Problem - Output only the lines of the entries that follow, starting at the one with "Concatenates two query" and running down to the one with "let mut query = query.into_string();", both included and unchanged.
========================
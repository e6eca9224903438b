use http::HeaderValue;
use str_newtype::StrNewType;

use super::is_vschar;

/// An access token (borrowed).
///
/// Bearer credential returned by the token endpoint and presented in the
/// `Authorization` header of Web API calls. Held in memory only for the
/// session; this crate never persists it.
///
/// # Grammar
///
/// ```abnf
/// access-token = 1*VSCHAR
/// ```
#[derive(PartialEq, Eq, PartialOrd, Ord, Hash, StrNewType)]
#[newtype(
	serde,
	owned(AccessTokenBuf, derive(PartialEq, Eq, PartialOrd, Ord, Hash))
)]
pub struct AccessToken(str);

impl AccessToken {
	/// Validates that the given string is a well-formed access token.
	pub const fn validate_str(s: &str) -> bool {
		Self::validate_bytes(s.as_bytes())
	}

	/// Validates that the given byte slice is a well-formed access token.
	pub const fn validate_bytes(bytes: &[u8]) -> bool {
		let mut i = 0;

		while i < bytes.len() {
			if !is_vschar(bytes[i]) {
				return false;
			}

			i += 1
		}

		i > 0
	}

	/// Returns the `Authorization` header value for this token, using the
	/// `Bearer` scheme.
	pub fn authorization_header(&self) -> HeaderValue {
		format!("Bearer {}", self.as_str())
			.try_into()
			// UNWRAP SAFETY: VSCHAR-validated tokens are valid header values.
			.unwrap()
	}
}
========================
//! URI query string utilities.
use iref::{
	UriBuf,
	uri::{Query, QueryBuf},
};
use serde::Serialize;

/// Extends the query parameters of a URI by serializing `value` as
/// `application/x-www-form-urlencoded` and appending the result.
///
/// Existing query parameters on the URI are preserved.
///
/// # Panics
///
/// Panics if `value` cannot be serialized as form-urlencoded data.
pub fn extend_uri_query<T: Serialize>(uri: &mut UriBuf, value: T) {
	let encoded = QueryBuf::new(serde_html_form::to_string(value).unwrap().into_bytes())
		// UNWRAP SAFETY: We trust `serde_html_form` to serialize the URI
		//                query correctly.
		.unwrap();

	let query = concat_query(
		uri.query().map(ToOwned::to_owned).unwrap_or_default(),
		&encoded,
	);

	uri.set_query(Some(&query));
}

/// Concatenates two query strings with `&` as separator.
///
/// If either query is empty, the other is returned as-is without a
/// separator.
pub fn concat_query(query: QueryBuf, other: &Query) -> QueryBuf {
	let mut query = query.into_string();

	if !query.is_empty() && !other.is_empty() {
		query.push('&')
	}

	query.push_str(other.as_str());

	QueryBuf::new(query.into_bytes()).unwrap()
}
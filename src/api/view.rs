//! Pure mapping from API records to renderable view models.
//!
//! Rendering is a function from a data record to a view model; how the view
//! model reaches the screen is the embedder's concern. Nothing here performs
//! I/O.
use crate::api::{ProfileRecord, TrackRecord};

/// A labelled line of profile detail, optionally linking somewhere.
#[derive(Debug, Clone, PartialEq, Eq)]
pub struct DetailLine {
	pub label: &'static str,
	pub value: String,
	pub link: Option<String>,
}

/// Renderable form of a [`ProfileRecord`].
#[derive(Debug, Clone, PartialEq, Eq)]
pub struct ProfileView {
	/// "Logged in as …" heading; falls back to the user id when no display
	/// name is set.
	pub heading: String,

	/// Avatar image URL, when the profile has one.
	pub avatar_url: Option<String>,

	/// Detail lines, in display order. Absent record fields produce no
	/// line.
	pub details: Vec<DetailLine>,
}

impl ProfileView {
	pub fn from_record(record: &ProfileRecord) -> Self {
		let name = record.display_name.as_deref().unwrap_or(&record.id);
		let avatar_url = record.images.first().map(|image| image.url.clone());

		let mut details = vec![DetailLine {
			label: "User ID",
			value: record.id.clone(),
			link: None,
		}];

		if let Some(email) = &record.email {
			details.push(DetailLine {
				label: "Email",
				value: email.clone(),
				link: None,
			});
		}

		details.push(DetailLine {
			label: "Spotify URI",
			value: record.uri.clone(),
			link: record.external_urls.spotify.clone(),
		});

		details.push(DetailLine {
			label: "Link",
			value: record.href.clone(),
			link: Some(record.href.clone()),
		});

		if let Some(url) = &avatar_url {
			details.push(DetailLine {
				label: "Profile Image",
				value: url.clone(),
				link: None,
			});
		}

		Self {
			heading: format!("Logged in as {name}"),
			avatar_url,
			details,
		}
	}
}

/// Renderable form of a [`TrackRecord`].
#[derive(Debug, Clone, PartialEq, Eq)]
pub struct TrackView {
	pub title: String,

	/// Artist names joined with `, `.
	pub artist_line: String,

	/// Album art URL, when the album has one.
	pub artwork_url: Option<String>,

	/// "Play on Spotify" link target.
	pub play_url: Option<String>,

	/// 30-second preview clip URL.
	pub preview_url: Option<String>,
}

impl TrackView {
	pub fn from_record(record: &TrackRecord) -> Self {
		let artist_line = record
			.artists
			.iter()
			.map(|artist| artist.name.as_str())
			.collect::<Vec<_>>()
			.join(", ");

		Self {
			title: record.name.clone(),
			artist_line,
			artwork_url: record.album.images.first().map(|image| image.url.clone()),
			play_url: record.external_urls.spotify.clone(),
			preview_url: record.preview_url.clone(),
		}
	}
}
========================
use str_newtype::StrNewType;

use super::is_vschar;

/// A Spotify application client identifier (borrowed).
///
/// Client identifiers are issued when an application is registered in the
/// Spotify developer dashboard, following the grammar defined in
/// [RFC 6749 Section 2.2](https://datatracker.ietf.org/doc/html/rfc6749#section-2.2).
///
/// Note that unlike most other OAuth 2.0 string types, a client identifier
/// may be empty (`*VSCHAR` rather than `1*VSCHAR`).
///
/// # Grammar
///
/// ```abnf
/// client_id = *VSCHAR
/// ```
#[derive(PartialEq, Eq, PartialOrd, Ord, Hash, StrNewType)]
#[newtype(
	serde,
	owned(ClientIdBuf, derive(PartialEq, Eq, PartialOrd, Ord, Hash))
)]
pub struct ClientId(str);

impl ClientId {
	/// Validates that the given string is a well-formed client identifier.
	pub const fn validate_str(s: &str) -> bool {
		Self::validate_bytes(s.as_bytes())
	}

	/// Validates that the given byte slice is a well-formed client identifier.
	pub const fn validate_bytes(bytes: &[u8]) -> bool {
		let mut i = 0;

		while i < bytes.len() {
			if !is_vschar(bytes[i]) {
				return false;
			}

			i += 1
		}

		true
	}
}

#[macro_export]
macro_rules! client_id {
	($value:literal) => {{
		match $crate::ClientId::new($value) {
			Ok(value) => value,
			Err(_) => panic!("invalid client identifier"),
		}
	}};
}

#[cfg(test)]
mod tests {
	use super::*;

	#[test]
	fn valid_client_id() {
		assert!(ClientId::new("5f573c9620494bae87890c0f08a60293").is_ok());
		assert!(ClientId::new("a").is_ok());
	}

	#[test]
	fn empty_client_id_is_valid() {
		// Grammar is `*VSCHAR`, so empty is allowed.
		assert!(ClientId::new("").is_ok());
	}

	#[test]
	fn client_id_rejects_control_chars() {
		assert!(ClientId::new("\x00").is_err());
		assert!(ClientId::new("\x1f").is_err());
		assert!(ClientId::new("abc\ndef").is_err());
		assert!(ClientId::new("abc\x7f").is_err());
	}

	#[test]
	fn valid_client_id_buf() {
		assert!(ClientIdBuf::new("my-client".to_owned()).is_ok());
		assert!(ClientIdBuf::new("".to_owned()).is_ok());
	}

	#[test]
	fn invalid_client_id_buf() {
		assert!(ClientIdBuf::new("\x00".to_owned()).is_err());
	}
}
========================
Answer section -
/// Concatenates two query strings with `&` as separator.
///
/// If either query is empty, the other is returned as-is without a
/// separator.
pub fn concat_query(query: QueryBuf, other: &Query) -> QueryBuf {
	let mut query = query.into_string();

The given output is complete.